Take every line from the entries below that includes the word "could" and copy it.

(RECORDS FOR PROCESSING Opens)

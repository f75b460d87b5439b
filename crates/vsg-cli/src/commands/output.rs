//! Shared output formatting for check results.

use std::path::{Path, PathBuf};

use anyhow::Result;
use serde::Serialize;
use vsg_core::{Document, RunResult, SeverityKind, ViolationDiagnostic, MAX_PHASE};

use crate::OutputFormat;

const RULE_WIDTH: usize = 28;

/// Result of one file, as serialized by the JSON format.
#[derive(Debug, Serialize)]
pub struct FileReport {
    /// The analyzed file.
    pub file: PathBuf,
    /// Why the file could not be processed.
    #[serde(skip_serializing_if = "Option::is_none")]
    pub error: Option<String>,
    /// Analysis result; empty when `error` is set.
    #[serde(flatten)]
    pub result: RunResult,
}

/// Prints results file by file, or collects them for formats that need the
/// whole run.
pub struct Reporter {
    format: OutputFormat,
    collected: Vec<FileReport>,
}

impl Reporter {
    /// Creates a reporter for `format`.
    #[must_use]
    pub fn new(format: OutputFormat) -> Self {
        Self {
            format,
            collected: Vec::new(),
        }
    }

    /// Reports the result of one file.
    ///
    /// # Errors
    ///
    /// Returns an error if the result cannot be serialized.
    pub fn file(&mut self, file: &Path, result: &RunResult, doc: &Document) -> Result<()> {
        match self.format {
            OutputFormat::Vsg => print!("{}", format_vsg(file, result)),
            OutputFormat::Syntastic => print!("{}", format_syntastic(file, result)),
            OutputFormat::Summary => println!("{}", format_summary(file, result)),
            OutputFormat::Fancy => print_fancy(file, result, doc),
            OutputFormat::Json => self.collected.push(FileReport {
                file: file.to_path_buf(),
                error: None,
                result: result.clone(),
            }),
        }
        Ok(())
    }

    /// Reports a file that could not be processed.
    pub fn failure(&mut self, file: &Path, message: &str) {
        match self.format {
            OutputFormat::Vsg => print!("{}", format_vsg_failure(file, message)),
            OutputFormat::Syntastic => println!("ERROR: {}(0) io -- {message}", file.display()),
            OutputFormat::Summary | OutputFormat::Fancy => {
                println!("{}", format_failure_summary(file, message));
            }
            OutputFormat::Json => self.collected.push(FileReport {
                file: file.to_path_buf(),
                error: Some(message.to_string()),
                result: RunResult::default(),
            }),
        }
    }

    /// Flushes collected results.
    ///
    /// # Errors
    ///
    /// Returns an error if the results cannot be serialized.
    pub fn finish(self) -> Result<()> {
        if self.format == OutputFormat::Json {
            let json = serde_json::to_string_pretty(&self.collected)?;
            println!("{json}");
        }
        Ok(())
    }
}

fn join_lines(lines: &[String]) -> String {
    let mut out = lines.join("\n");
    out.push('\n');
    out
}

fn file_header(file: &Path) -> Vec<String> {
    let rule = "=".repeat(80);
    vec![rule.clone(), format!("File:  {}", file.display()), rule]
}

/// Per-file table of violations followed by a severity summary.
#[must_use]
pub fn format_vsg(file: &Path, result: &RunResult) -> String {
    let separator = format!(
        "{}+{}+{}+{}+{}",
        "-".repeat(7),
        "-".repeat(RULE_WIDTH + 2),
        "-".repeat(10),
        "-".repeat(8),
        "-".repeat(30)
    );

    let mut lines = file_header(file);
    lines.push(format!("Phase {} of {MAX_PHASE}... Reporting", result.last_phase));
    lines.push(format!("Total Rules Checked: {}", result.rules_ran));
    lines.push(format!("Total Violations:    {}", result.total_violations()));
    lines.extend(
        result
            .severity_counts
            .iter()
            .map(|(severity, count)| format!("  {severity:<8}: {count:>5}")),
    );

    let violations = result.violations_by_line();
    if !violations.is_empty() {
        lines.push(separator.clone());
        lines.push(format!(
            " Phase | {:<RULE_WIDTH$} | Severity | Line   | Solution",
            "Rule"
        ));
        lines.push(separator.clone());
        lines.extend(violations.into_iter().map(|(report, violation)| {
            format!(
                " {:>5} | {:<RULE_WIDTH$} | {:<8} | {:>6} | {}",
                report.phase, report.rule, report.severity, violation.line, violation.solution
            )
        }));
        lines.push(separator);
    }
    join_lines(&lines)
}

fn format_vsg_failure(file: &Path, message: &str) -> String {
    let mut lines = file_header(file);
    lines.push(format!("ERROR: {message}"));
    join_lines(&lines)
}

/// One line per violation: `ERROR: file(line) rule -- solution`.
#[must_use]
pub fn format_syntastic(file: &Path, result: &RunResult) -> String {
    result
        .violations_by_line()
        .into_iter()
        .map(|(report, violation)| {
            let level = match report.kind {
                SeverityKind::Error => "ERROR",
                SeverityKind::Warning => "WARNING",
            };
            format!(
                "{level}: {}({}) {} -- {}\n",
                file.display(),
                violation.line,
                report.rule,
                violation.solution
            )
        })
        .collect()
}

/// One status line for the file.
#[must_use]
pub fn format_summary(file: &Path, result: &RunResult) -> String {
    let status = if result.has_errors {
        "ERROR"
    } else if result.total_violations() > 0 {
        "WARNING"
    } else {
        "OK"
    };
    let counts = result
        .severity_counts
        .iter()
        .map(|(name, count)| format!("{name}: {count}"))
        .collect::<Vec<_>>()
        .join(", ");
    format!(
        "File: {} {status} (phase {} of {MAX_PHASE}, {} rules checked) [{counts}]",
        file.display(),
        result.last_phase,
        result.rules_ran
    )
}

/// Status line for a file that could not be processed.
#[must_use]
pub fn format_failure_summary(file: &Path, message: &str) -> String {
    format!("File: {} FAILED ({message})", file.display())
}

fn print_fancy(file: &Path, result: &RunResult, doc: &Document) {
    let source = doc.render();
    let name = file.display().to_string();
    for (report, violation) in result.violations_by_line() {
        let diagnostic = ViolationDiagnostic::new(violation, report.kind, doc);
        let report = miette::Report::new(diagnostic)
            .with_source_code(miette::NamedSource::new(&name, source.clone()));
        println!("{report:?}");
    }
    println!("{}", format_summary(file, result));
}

(RECORDS FOR PROCESSING Closes)

• REPLY TO THE EXERCISE:
    /// Why the file could not be processed.
    /// Reports a file that could not be processed.
/// Status line for a file that could not be processed.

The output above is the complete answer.